Only if you have a SA IP address, the rest of the world doesnt see it like that.
My screenshot from a Tor browser shows a traditional google page.

Reactions: Like 3


----------



## Silver

blujeenz said:


> Only if you have a SA IP address, the rest of the world doesnt see it like that.
> My screenshot from a Tor browser shows a traditional google page.
> View attachment 165995



Thanks @blujeenz 
They must have many different homepage designs made for all the countries and events taking place. 
I think it’s great

Reactions: Agree 4


----------



## Hooked

Silver said:


> 8 May 2019
> 
> Google's homepage
> 
> SA Elections 2019
> 
> So cool!
> 
> View attachment 165981



@Silver I also posted this screenshot somewhere this morning - I think in Giggles. Sorry - I had no idea there was a thread for Google. Great idea!

Reactions: Like 1


----------



## Hooked

Silver said:


> 27 April 2018
> Google Homepage
> 
> View attachment 130409



What happened on 27 April 2018?


----------



## Reddy_D

Hooked said:


> What happened on 27 April 2018?


Freedom day

Sent from my SM-N910F using Tapatalk

Reactions: Like 1


----------



## Resistance



Reactions: Like 2 | Winner 2


----------



## Resistance

The page at the start of lockdown.

Reactions: Like 3


----------



## Resistance

home page today.

Reactions: Like 4


----------



## Resistance



Reactions: Like 4


----------



## Silver

22 April 2020

*Earth day 2020*

I see you also posted @Resistance - yours has the bumblebee - mine doesn't haha

Reactions: Like 3


----------



## Resistance

Silver said:


> 22 April 2020
> 
> *Earth day 2020*
> 
> I see you also posted @Resistance - yours has the bumblebee - mine doesn't haha
> 
> View attachment 194664


Thers one with a flower next to the bumblebee as well. It kind of small,will see if I can copy n paste.
Edit. It's on the search page

Reactions: Like 3


----------



## Silver

Resistance said:


> Thers one with a flower next to the bumblebee as well. It kind of small,will see if I can copy n paste.
> Edit. It's on the search page
> View attachment 194666



Oh wow - thats cool
I love these Google home page graphics - they call them Google doodles

If you interested to read more about it, check out the following link:
https://www.google.com/doodles/about

Reactions: Like 3 | Thanks 2


----------



## Resistance

Silver said:


> Oh wow - thats cool
> I love these Google home page graphics - they call them Google doodles
> 
> If you interested to read more about it, check out the following link:
> https://www.google.com/doodles/about



The play button lead to an interesting interactive learning feature.
Epic!
Will tell my kids to explore it later.

Reactions: Like 3


----------



## Silver

Lovely Google Doodle today!

mouseover says : "*To all the coronavirus helpers, thank you*"

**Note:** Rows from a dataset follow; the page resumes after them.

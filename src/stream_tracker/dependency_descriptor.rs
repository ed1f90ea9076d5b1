//! Layer tracking driven by the dependency descriptor extension.
//!
//! SVC streams carry all spatial layers in one RTP stream; the
//! depacketizer attributes each packet to a (spatial, temporal) pair.
//! One shared tracker owns the per-layer state and hands out per-layer
//! views that plug into the manager like any other worker.

use std::sync::Arc;
use std::thread;
use std::time::{Duration, Instant};

use log::error;
use parking_lot::Mutex;

use buffer::{DEFAULT_MAX_LAYER_SPATIAL, DEFAULT_MAX_LAYER_TEMPORAL};
use utils::Fuse;

use crate::stream_tracker::{
    OnBitrateAvailable, OnStatusChanged, StreamStatus, StreamTrackerWorker,
};

const SPATIAL_LAYERS: usize = DEFAULT_MAX_LAYER_SPATIAL as usize + 1;
const TEMPORAL_LAYERS: usize = DEFAULT_MAX_LAYER_TEMPORAL as usize + 1;

/// A layer with no packets for this many report intervals is stopped.
const SILENT_INTERVALS_TO_STOP: u32 = 2;

struct DdState {
    bytes: [[i64; TEMPORAL_LAYERS]; SPATIAL_LAYERS],
    bitrates: [[i64; TEMPORAL_LAYERS]; SPATIAL_LAYERS],
    active: [bool; SPATIAL_LAYERS],
    last_seen: [Option<Instant>; SPATIAL_LAYERS],
    bitrate_available: [bool; SPATIAL_LAYERS],
    paused: bool,
    fuse: Option<Fuse>,
}

#[derive(Default)]
struct DdLayerCallbacks {
    on_status_changed: Option<OnStatusChanged>,
    on_bitrate_available: Option<OnBitrateAvailable>,
}

struct DdShared {
    bitrate_report_interval: Duration,
    state: Mutex<DdState>,
    callbacks: Mutex<[DdLayerCallbacks; SPATIAL_LAYERS]>,
}

impl DdShared {
    fn fire_status(&self, layer: usize, status: StreamStatus) {
        let callbacks = self.callbacks.lock();
        if let Some(cb) = callbacks[layer].on_status_changed.as_ref() {
            cb(status);
        }
    }

    fn fire_bitrate_available(&self, layer: usize) {
        let callbacks = self.callbacks.lock();
        if let Some(cb) = callbacks[layer].on_bitrate_available.as_ref() {
            cb();
        }
    }

    fn worker(self: Arc<Self>, fuse: Fuse) {
        loop {
            if fuse.wait_timeout(self.bitrate_report_interval) {
                return;
            }

            let mut stopped_layers = Vec::new();
            let mut bitrate_layers = Vec::new();
            {
                let mut state = self.state.lock();
                if state.paused {
                    continue;
                }

                let secs = self.bitrate_report_interval.as_secs_f64();
                let silence =
                    self.bitrate_report_interval * SILENT_INTERVALS_TO_STOP;
                for s in 0..SPATIAL_LAYERS {
                    for t in 0..TEMPORAL_LAYERS {
                        state.bitrates[s][t] = (state.bytes[s][t] as f64 * 8.0 / secs) as i64;
                        state.bytes[s][t] = 0;
                    }

                    if state.active[s] {
                        let silent = match state.last_seen[s] {
                            Some(seen) => seen.elapsed() > silence,
                            None => true,
                        };
                        if silent {
                            state.active[s] = false;
                            stopped_layers.push(s);
                        }
                    }

                    if !state.bitrate_available[s]
                        && state.bitrates[s].iter().any(|b| *b != 0)
                    {
                        state.bitrate_available[s] = true;
                        bitrate_layers.push(s);
                    }
                }
            }

            for s in stopped_layers {
                self.fire_status(s, StreamStatus::Stopped);
            }
            for s in bitrate_layers {
                self.fire_bitrate_available(s);
            }
        }
    }

    fn ensure_started(self: &Arc<Self>) {
        let fuse = {
            let mut state = self.state.lock();
            if state.fuse.is_some() {
                return;
            }
            let fuse = Fuse::new();
            state.fuse = Some(fuse.clone());
            fuse
        };

        let shared = Arc::clone(self);
        let builder = thread::Builder::new().name("stream-tracker-dd".to_owned());
        if let Err(err) = builder.spawn(move || shared.worker(fuse)) {
            error!("failed to spawn dependency descriptor tracker worker: {err}");
        }
    }
}

/// Shared tracker for all spatial layers of a dependency-descriptor
/// stream.
pub struct StreamTrackerDependencyDescriptor {
    shared: Arc<DdShared>,
}

impl StreamTrackerDependencyDescriptor {
    pub fn new(bitrate_report_interval: Duration) -> Self {
        Self {
            shared: Arc::new(DdShared {
                bitrate_report_interval,
                state: Mutex::new(DdState {
                    bytes: [[0; TEMPORAL_LAYERS]; SPATIAL_LAYERS],
                    bitrates: [[0; TEMPORAL_LAYERS]; SPATIAL_LAYERS],
                    active: [false; SPATIAL_LAYERS],
                    last_seen: [None; SPATIAL_LAYERS],
                    bitrate_available: [false; SPATIAL_LAYERS],
                    paused: false,
                    fuse: None,
                }),
                callbacks: Mutex::new(Default::default()),
            }),
        }
    }

    /// Per-layer view over the shared state, usable wherever a regular
    /// worker is.
    pub fn layered_tracker(&self, layer: i32) -> Arc<dyn StreamTrackerWorker> {
        let layer = layer.clamp(0, DEFAULT_MAX_LAYER_SPATIAL) as usize;
        Arc::new(DdLayerView {
            shared: Arc::clone(&self.shared),
            layer,
        })
    }

    /// Stops the shared worker for all layers.
    pub fn stop(&self) {
        let fuse = self.shared.state.lock().fuse.take();
        if let Some(fuse) = fuse {
            fuse.close();
        }
    }
}

struct DdLayerView {
    shared: Arc<DdShared>,
    layer: usize,
}

impl StreamTrackerWorker for DdLayerView {
    fn start(&self) {
        self.shared.ensure_started();
    }

    fn stop(&self) {
        // the shared worker keeps running for the other layers
        let mut state = self.shared.state.lock();
        state.active[self.layer] = false;
        state.last_seen[self.layer] = None;
    }

    fn reset(&self) {
        let mut state = self.shared.state.lock();
        state.active[self.layer] = false;
        state.last_seen[self.layer] = None;
        state.bitrate_available[self.layer] = false;
        state.bytes[self.layer] = [0; TEMPORAL_LAYERS];
        state.bitrates[self.layer] = [0; TEMPORAL_LAYERS];
    }

    fn set_paused(&self, paused: bool) {
        self.shared.state.lock().paused = paused;
    }

    fn on_status_changed(&self, f: OnStatusChanged) {
        self.shared.callbacks.lock()[self.layer].on_status_changed = Some(f);
    }

    fn on_bitrate_available(&self, f: OnBitrateAvailable) {
        self.shared.callbacks.lock()[self.layer].on_bitrate_available = Some(f);
    }

    fn observe(
        &self,
        temporal: i32,
        pkt_size: usize,
        payload_size: usize,
        _marker: bool,
        _timestamp: u32,
    ) {
        let became_active = {
            let mut state = self.shared.state.lock();
            if state.paused {
                return;
            }

            let t = temporal.clamp(0, DEFAULT_MAX_LAYER_TEMPORAL) as usize;
            state.bytes[self.layer][t] += pkt_size as i64;
            state.last_seen[self.layer] = Some(Instant::now());

            if !state.active[self.layer] && payload_size > 0 {
                state.active[self.layer] = true;
                true
            } else {
                false
            }
        };

        if became_active {
            self.shared.fire_status(self.layer, StreamStatus::Active);
        }
    }

    fn bitrate_temporal_cumulative(&self) -> Vec<i64> {
        let state = self.shared.state.lock();
        let mut cumulative = vec![0i64; TEMPORAL_LAYERS];
        let mut sum = 0i64;
        for (t, out) in cumulative.iter_mut().enumerate() {
            sum += state.bitrates[self.layer][t];
            *out = sum;
        }
        cumulative
    }
}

Thank you to Google - have definitely used you more while being at home 
Never fails - just instant results all day and night...

Reactions: Like 2 | Agree 1 | Winner 2


----------



## Resistance

Silver said:


> Lovely Google Doodle today!
> 
> mouseover says : "*To all the coronavirus helpers, thank you*"
> 
> Thank you to Google - have definitely used you more while being at home
> Never fails - just instant results all day and night...
> 
> 
> 
> 
> View attachment 194889


Also this

Reactions: Like 2 | Winner 2


----------



## Hooked

@Silver

Reactions: Agree 1 | Can relate 3


----------



## Resistance

Silver said:


> Lovely Google Doodle today!
> 
> mouseover says : "*To all the coronavirus helpers, thank you*"
> 
> Thank you to Google - have definitely used you more while being at home
> Never fails - just instant results all day and night...
> View attachment 194889


It's interesting how different doodle designs is on different browsers.

Reactions: Like 1 | Agree 2


----------



## Silver

Hooked said:


> @Silver
> 
> View attachment 194961



Lol, so true
When I was a kid we had World Book Encyclopedia. It was amazing!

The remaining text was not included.